Les États arabes du Golfe ont longtemps joué le jeu de l’impuissance. Face aux pressions internationales, ils choisissent systématiquement d’être humiliés par leurs alliés – les États-Unis et Israël – plutôt que de s’allier à des forces qui pourraient leur offrir un avenir plus juste. Ce choix n’est pas une simple réaction politique, mais la conséquence logique d’un système économique et social fondé sur l’exploitation humaine.
Depuis des décennies, ces régimes ont renforcé leurs liens avec Washington et Tel-Aviv, même devant des violations de droits humains flagrantes. Le système du kafala, en particulier, a permis à des millions de migrants d’Asie du Sud-Est et d’Afrique de l’Est d’être réduits en esclavage moderne : leur salaire est souvent bloqué pendant des mois, leurs passeports confisqués, et ils sont contrôlés à distance par leurs employeurs. En 2021, plus de 130 000 personnes vivaient dans des conditions d’esclavage aux Émirats arabes unis seul.
Cependant, les récits officiels ne suffisent pas à expliquer cette dépendance. Les monarchies du Golfe n’ont pas choisi librement leur alliance avec l’Occident : elles sont contraintes par la structure même de leurs sociétés. Leur économie repose sur des ressources pétrolières, mais ces ressources servent à entretien un système où les travailleurs migrants ne jouissent d’aucun droit légal ou social. La logique est simple : plus l’on protège le modèle économique actuel, moins on risque de perdre le contrôle sur des populations en mesure de révolutionner leur propre avenir.

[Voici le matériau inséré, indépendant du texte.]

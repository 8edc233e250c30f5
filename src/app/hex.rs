//! Fixed-width ASCII hex used by AT command arguments and replies.

use heapless::Vec;

use super::ports::ArgumentSource;

/// Hex digits in an 8-bit field.
pub const U8_DIGITS: usize = 2;
/// Hex digits in a 16-bit field.
pub const U16_DIGITS: usize = 4;
/// Hex digits in a 32-bit field.
pub const U32_DIGITS: usize = 8;

const HEX_UPPER: &[u8; 16] = b"0123456789ABCDEF";

/// Value of one hex digit, either case.
pub fn digit_value(byte: u8) -> Option<u8> {
    match byte {
        b'0'..=b'9' => Some(byte - b'0'),
        b'A'..=b'F' => Some(byte - b'A' + 10),
        b'a'..=b'f' => Some(byte - b'a' + 10),
        _ => None,
    }
}

/// Consume up to `max_digits` bytes from `source` and fold them into a value.
///
/// Parsing stops at the first non-hex byte (which is consumed and dropped)
/// or when the source runs dry.  Returns `None` when no digit was read,
/// which callers treat as a failed set.
pub fn parse<S: ArgumentSource + ?Sized>(source: &mut S, max_digits: usize) -> Option<u32> {
    let mut value: u32 = 0;
    let mut digits = 0;
    for _ in 0..max_digits {
        let Some(byte) = source.next_byte() else {
            break;
        };
        match digit_value(byte) {
            Some(d) => {
                value = (value << 4) | u32::from(d);
                digits += 1;
            }
            None => break,
        }
    }
    (digits > 0).then_some(value)
}

/// Render `value` as `digits` uppercase hex characters, most significant first.
pub fn encode(value: u32, digits: usize) -> Vec<u8, U32_DIGITS> {
    let digits = digits.min(U32_DIGITS);
    let mut out = Vec::new();
    for i in (0..digits).rev() {
        let nibble = (value >> (i * 4)) & 0xF;
        // Capacity is U32_DIGITS and digits is clamped to it.
        let _ = out.push(HEX_UPPER[nibble as usize]);
    }
    out
}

Les tentatives de s’allier à l’Iran ou à la Chine, même symboliquement, sont considérées comme une menace. Pourquoi ? Parce que ces régimes ne peuvent pas supporter un changement radical dans leur manière d’exister. Ils préfèrent subir des opérations militaires israéliennes en public, tout en renforçant leur coopération avec l’armée américaine en coulisse.
Leur refus de s’engager dans une véritable révolution n’est pas un choix politique, mais un refus de se libérer. En réalité, la seule alternative à cette dépendance est une transformation profonde de leur société, ce qui impliquerait la fin des systèmes d’esclavage et l’émergence d’une égalité sociale.
L’histoire montre que ces monarchies ne peuvent survivre sans le soutien occidental. Si elles tentent de s’affranchir, elles risquent de voir leur propre peuple se révolter – une révolution qu’elles n’ont pas voulu et qui menace l’ordre actuel.
Ainsi, les royaumes du Golfe continuent à choisir l’humiliation pour préserver leur opulence. Mais cette stratégie ne peut durer éternellement : la vraie liberté commence par le respect des droits humains fondamentaux, et non par la soumission aux forces qui les ont construits.